Introduction

Around 10–15% of Anterior Cruciate Ligament Reconstruction (ACLr) failures mainly occur by tunnel placement, graft fixation, and graft properties1,2,3. An example is the reduced ultimate strength caused by irradiation on ACLr grafts, compromising the mechanical graft properties. In this sense, the ACLr femoral drilling4, which importantly determines the graft orientation5, joint constraints, and stress distributions on the graft5, would be the most challenging procedure during an ACLr. A more verticalized graft tightens it in the anteroposterior axis (or roll axis), while a more horizontalized graft does for the craniocaudal axis (or yaw axis)5,6,7. Because of that, the femoral tunnel orientation can reduce the rotatory arm, particularly in the transverse plane8,9,10. Consequently, the femoral tunnel orientation might alter the stress distributions and concentration on the ACLr graft, which are relevant factors to explain probable places of ACLr failure (rupture)11.

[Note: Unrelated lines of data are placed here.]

//! Shared test helpers for integration tests
//!
//! Note: Functions may appear unused because each test file compiles separately.

#![allow(dead_code)]

use std::cell::{Cell, RefCell};
use std::rc::Rc;
use std::time::Duration;

use kurbo::Size;

use ctxmenu::animation::AnimationOptions;
use ctxmenu::hooks::{HookOutcome, MenuHooks};
use ctxmenu::item::{MenuItem, RawItem};
use ctxmenu::keymap::{Keystroke, Modifiers};
use ctxmenu::model::{
    CloseContext, FrameToken, HookTicket, Instance, InstanceId, OpenContext, OpenRequest,
    OpenTicket, TimerToken,
};
use ctxmenu::view::NodeId;
use ctxmenu::{Cmd, FocusTarget, MenuBuilder, MenuMsg, Msg, Registry};

pub const VIEWPORT: Size = Size::new(1000.0, 800.0);

/// A host that records every command and drives timers on a virtual clock
pub struct Host {
    pub registry: Registry,
    pub now: Duration,
    timers: Vec<(Duration, InstanceId, TimerToken)>,
    frames: Vec<(InstanceId, FrameToken)>,
    pub focus: Vec<FocusTarget>,
    pub settled: Vec<(OpenTicket, Option<MenuItem>)>,
    pub navigations: Vec<(String, Option<String>, bool)>,
    pub mounted: Vec<InstanceId>,
    pub prevented: usize,
}

impl Host {
    pub fn new() -> Self {
        Self {
            registry: Registry::new(VIEWPORT),
            now: Duration::ZERO,
            timers: Vec::new(),
            frames: Vec::new(),
            focus: Vec::new(),
            settled: Vec::new(),
            navigations: Vec::new(),
            mounted: Vec::new(),
            prevented: 0,
        }
    }

    pub fn apply(&mut self, cmd: Cmd) {
        for cmd in cmd.flatten() {
            match cmd {
                Cmd::ScheduleTimer {
                    instance,
                    token,
                    delay,
                } => self.timers.push((self.now + delay, instance, token)),
                Cmd::CancelTimer { token, .. } => self.timers.retain(|(_, _, t)| *t != token),
                Cmd::RequestFrame { instance, token } => self.frames.push((instance, token)),
                Cmd::Focus(target) => self.focus.push(target),
                Cmd::PreventDefault => self.prevented += 1,
                Cmd::Navigate {
                    href,
                    target,
                    passthrough,
                } => self.navigations.push((href, target, passthrough)),
                Cmd::Mount { instance, .. } => self.mounted.push(instance),
                Cmd::Unmount { instance, .. } => self.mounted.retain(|&i| i != instance),
                Cmd::Settled {
                    ticket, selection, ..
                } => self.settled.push((ticket, selection)),
                Cmd::None | Cmd::Batch(_) | Cmd::Redraw(_) => {}
            }
        }
    }

    pub fn send(&mut self, msg: Msg) {
        let cmd = self.registry.update(msg);
        self.apply(cmd);
    }

    pub fn to(&mut self, id: InstanceId, msg: MenuMsg) {
        self.send(Msg::to(id, msg));
    }

    pub fn create(&mut self, builder: MenuBuilder) -> InstanceId {
        self.registry.create(builder.build())
    }

    pub fn open(&mut self, id: InstanceId, request: OpenRequest) -> OpenTicket {
        let (ticket, cmd) = self.registry.open(id, request);
        self.apply(cmd);
        ticket
    }

    pub fn open_at(&mut self, id: InstanceId, x: f64, y: f64) -> OpenTicket {
        self.open(id, OpenRequest::at(x, y))
    }

    pub fn close(&mut self, id: InstanceId) {
        let cmd = self.registry.close(id);
        self.apply(cmd);
    }

    /// Move the clock forward, firing due timers in order
    pub fn advance(&mut self, by: Duration) {
        let target = self.now + by;
        loop {
            let next = self
                .timers
                .iter()
                .enumerate()
                .filter(|(_, (due, _, _))| *due <= target)
                .min_by_key(|(_, (due, _, _))| *due)
                .map(|(i, _)| i);
            let Some(index) = next else {
                break;
            };
            let (due, instance, token) = self.timers.remove(index);
            self.now = due;
            self.to(instance, MenuMsg::Timer(token));
        }
        self.now = target;
    }

    pub fn advance_ms(&mut self, ms: u64) {
        self.advance(Duration::from_millis(ms));
    }

    /// Deliver every requested paint frame
    pub fn flush_frames(&mut self) {
        while !self.frames.is_empty() {
            for (instance, token) in std::mem::take(&mut self.frames) {
                self.to(instance, MenuMsg::Frame(token));
            }
        }
    }

    /// Report the end of the in-flight leave transition, if any
    pub fn end_transition(&mut self, id: InstanceId) -> bool {
        let Some(node) = self.instance(id).leaving() else {
            return false;
        };
        self.to(id, MenuMsg::TransitionEnd(node));
        true
    }

    pub fn instance(&self, id: InstanceId) -> &Instance {
        self.registry
            .instance(id)
            .expect("instance should exist")
    }

    pub fn node(&self, id: InstanceId, label: &str) -> NodeId {
        self.instance(id)
            .node_for_label(label)
            .unwrap_or_else(|| panic!("no rendered item labelled {:?}", label))
    }

    pub fn hover(&mut self, id: InstanceId, label: &str) {
        let node = self.node(id, label);
        self.to(id, MenuMsg::PointerEnter(node));
    }

    pub fn unhover(&mut self, id: InstanceId, label: &str) {
        let node = self.node(id, label);
        self.to(id, MenuMsg::PointerLeave(node));
    }

    pub fn click(&mut self, id: InstanceId, label: &str) {
        self.click_with(id, label, Modifiers::NONE);
    }

    pub fn click_with(&mut self, id: InstanceId, label: &str, modifiers: Modifiers) {
        let node = self.node(id, label);
        self.to(id, MenuMsg::Click { node, modifiers });
    }

    pub fn key(&mut self, id: InstanceId, stroke: Keystroke) {
        self.to(id, MenuMsg::Key(stroke));
    }

    /// Label of the item holding focus in the active panel
    pub fn focused_label(&self, id: InstanceId) -> Option<String> {
        let inst = self.instance(id);
        let panel = inst.active_panel()?;
        let index = panel.focused?;
        panel.items.get(index)?.label().map(str::to_string)
    }

    /// Labels of the submenu triggers currently open, outermost first
    pub fn open_path(&self, id: InstanceId) -> Vec<String> {
        let inst = self.instance(id);
        let panels = inst.panels();
        (1..panels.len())
            .filter_map(|depth| {
                let trigger = panels[depth].trigger?;
                let parent = &panels[depth - 1];
                let index = (0..parent.items.len())
                    .find(|&i| inst.item_node(depth - 1, i) == Some(trigger))?;
                parent.items[index].label().map(str::to_string)
            })
            .collect()
    }

    pub fn pending_timers(&self) -> usize {
        self.timers.len()
    }
}

/// A menu builder with animation off, so opens and closes are synchronous
pub fn quiet(items: Vec<RawItem>) -> MenuBuilder {
    MenuBuilder::new(items).animation(AnimationOptions::disabled())
}

/// The nested menu used across the submenu tests
pub fn nested_items() -> Vec<RawItem> {
    vec![
        RawItem::action("New").with_shortcut("mod+N"),
        RawItem::submenu(
            "Share",
            vec![
                RawItem::action("Email"),
                RawItem::submenu("Social", vec![RawItem::action("Mastodon")]),
            ],
        ),
        RawItem::separator(),
        RawItem::action("Disabled").disabled(true),
        RawItem::action("Quit").with_shortcut("mod+Q"),
    ]
}

pub fn down() -> Keystroke {
    Keystroke::key(ctxmenu::keymap::KeyCode::Down)
}

pub fn key(code: ctxmenu::keymap::KeyCode) -> Keystroke {
    Keystroke::key(code)
}

/// Hooks that record every call and can be told to deny or defer
#[derive(Default)]
pub struct RecordingHooks {
    pub log: RefCell<Vec<String>>,
    pub deny_open: Cell<bool>,
    pub deny_close: Cell<bool>,
    pub defer_open: Cell<bool>,
    pub defer_close: Cell<bool>,
    pub tickets: RefCell<Vec<HookTicket>>,
}

impl RecordingHooks {
    pub fn shared() -> Rc<Self> {
        Rc::new(Self::default())
    }

    pub fn calls(&self) -> Vec<String> {
        self.log.borrow().clone()
    }

    pub fn last_ticket(&self) -> HookTicket {
        *self
            .tickets
            .borrow()
            .last()
            .expect("a deferred hook should have run")
    }

    fn record(&self, entry: String) {
        self.log.borrow_mut().push(entry);
    }
}

impl MenuHooks for RecordingHooks {
    fn on_before_open(&self, ctx: &OpenContext, ticket: HookTicket) -> HookOutcome {
        self.record(format!("before_open {}", ctx.instance));
        if self.defer_open.get() {
            self.tickets.borrow_mut().push(ticket);
            return HookOutcome::Defer;
        }
        HookOutcome::from(!self.deny_open.get())
    }

    fn on_open(&self, ctx: &OpenContext) {
        self.record(format!("open {}", ctx.instance));
    }

    fn on_before_close(&self, ctx: &CloseContext, ticket: HookTicket) -> HookOutcome {
        self.record(format!("before_close {} {:?}", ctx.instance, ctx.reason));
        if self.defer_close.get() {
            self.tickets.borrow_mut().push(ticket);
            return HookOutcome::Defer;
        }
        HookOutcome::from(!self.deny_close.get())
    }

    fn on_close(&self, ctx: &CloseContext) {
        self.record(format!("close {} {:?}", ctx.instance, ctx.reason));
    }

    fn on_after_close(&self, ctx: &CloseContext) {
        self.record(format!("after_close {}", ctx.instance));
    }

    fn on_item_hover(&self, item: &MenuItem) {
        self.record(format!("hover {}", item.label().unwrap_or("?")));
    }
}

/// Builder wired to shared recording hooks
pub fn with_hooks(builder: MenuBuilder, hooks: &Rc<RecordingHooks>) -> MenuBuilder {
    builder.shared_hooks(hooks.clone())
}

The transtibial (TT) and the anteromedial portal (AM) tunnel are the two typical drillings for ACLr8. The TT is a verticalized technique with recognized good long-term outcomes but a higher risk of non-anatomical femoral attachment. At the same time, the AM is a deflected technique at the femoral tunnel with unconstrained anatomic placement12. However, the hybrid transtibial tunnel (HTT), which aims to avoid shortened graft and to promote a more centered femoral footprint attachment, has captured attention in the last few years because their coronal (or frontal) angulation is between the angulation of TT and the AM6,12,13. The HTT uses a flexible sheathed wire guide inserted through a standard medial portal to permit a more horizontalized attachment than TT6. The AM, TT, and HTT techniques have an average sagittal (or lateral) orientation of around 146.3°, 155.4° and 158.8°13, and an average coronal (or frontal) orientation of around 100.5°, 129.4° and 111.0°, respectively13. Conversely, the AM tunnel would induce a stress concentration and higher forces at the ACLr graft near the femoral tunnel6, and the anterior tibial translation and medial knee rotation movements have been established as crucial independent non-contact ACLr rupture causes14.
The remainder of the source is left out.